A probabilistic framework to assess resilience in regional water systems - exploring the impact of circular water strategies

Contrary to the ‘make-use-dispose’ linearity seen in conventional resource management, circular economy design principles have been proposed as an  alternative that reduces waste and promotes efficiency. These principles find use in water as well, offering an alternative against centralized water systems planning and management. Despite the intrinsic links between circularity and resilience, few studies have advanced the identification and discussion of linkage beyond a theoretical or conceptual level. Moreover, few studies have estimated resilience with a probabilistic approach to include the inherent future uncertainty located simultaneously at source and demand level.
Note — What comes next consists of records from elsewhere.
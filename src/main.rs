//! Maintenance CLI for the frkb cache.
//!
//! Every command prints a single JSON document on stdout; logs go to stderr.

use clap::{Parser, Subcommand};
use frkb_cache::{Cache, Database, Lookup, Sidecar};
use frkb_config::Config;
use serde_json::{Value, json};
use std::path::PathBuf;
use std::process::ExitCode;
use tracing_subscriber::EnvFilter;

#[derive(Parser)]
#[command(name = "frkb", version, about)]
struct Cli {
    /// Config file (TOML, YAML or JSON). Defaults to the platform config
    /// directory.
    #[arg(long, global = true)]
    config: Option<PathBuf>,
    /// SQLite database, overriding the configured one.
    #[arg(long, global = true)]
    database: Option<PathBuf>,
    /// Database root directory, overriding the configured one.
    #[arg(long, global = true)]
    library_root: Option<String>,
    #[command(subcommand)]
    command: Command,
}

#[derive(Subcommand)]
enum Command {
    /// Look up the cached entry for one file.
    Lookup {
        root: String,
        file: String,
        /// Query the cover index instead of the song cache.
        #[arg(long)]
        covers: bool,
    },
    /// Move every cached row from one root to another.
    RenameRoot { old: String, new: String },
    /// Delete every cached row whose root is not one of KEEP.
    Prune {
        #[arg(required = true, num_args = 1..)]
        keep: Vec<String>,
    },
    /// Rewrite absolute keys under the database root as relative keys.
    MigrateKeys,
    /// Import the legacy JSON sidecars of a root.
    ImportLegacy { root: String },
}

#[tokio::main]
async fn main() -> ExitCode {
    let cli = Cli::parse();
    let mut config = match Config::load(cli.config.as_deref()) {
        Ok(config) => config,
        Err(err) => {
            eprintln!("{err:?}");
            return ExitCode::FAILURE;
        },
    };
    config.database = cli.database.or(config.database);
    config.library_root = cli.library_root.or(config.library_root);
    init_tracing(&config.log_level);

    let path = match config.database_path() {
        Ok(path) => path,
        Err(err) => {
            tracing::error!(error = ?err, "No database path");
            return ExitCode::FAILURE;
        },
    };
    if let Some(parent) = path.parent()
        && let Err(err) = std::fs::create_dir_all(parent)
    {
        tracing::error!(path = %parent.display(), error = %err, "Could not create database directory");
        return ExitCode::FAILURE;
    }
    let db = match Database::connect(&path).await {
        Ok(db) => db,
        Err(err) => {
            tracing::error!(path = %path.display(), error = ?err, "Could not open database");
            return ExitCode::FAILURE;
        },
    };

    let mut cache = Cache::new(Some(db.clone()), config.cache.clone());
    if let Some(root) = &config.library_root {
        cache = cache.with_database_root(root.as_str());
    }
    let output = run(&cache, cli.command).await;
    db.close().await;

    match serde_json::to_string_pretty(&output) {
        Ok(text) => {
            println!("{text}");
            ExitCode::SUCCESS
        },
        Err(err) => {
            tracing::error!(error = %err, "Could not serialize output");
            ExitCode::FAILURE
        },
    }
}

async fn run(cache: &Cache, command: Command) -> Value {
    match command {
        Command::Lookup { root, file, covers: false } => lookup(cache.songs().load(&root, &file).await),
        Command::Lookup { root, file, covers: true } => lookup(cache.covers().load(&root, &file).await),
        Command::RenameRoot { old, new } => json!(cache.maintenance().rename_root(&old, &new).await),
        Command::Prune { keep } => json!(cache.maintenance().prune(&keep).await),
        Command::MigrateKeys => {
            if cache.database_root().is_none() {
                tracing::warn!("No library root configured; nothing can be made relative");
            }
            json!(cache.maintenance().migrate_keys_to_relative_if_needed().await)
        },
        Command::ImportLegacy { root } => {
            let legacy = cache.legacy();
            json!({
                "songs": legacy.ensure_migrated(Sidecar::Songs, &root).await,
                "covers": legacy.ensure_migrated(Sidecar::Covers, &root).await,
            })
        },
    }
}

fn lookup<T: serde::Serialize>(result: Lookup<T>) -> Value {
    match result {
        Lookup::Hit(entry) => json!({ "status": "hit", "entry": entry }),
        Lookup::Miss => json!({ "status": "miss" }),
        Lookup::Unavailable => json!({ "status": "unavailable" }),
    }
}

fn init_tracing(default_level: &str) {
    let filter = EnvFilter::try_from_default_env().unwrap_or_else(|_| EnvFilter::new(default_level));
    tracing_subscriber::fmt().with_env_filter(filter).with_writer(std::io::stderr).init();
}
In this study, a probabilistic framework to assess resilience for regional systems across multiple domains (drinking water, wastewater and drainage) is presented. The framework is based on stress-testing using an urban water cycle model, paired with reliability-based Key Performance Indicators (KPIs) that describe system resilience for each domain and for several different stress-testing factors (stressors). For its practical implementation, the framework is then applied to the provincial case study of Delfland, the Netherlands, where different circular water strategies are evaluated in terms of their overall resilience, (a.) firstly deterministically to explore the impact of individual stressors, and (b.) probabilistically to evaluate system performance against future uncertainty. The results quantitatively demonstrate that circular water options lead to water systems of increased resilience. The more circular dimensions are addressed through interventions and management strategies, the more robust resilience profiles become across different urban water cycle domains, thus securing regional water systems against future uncertainty.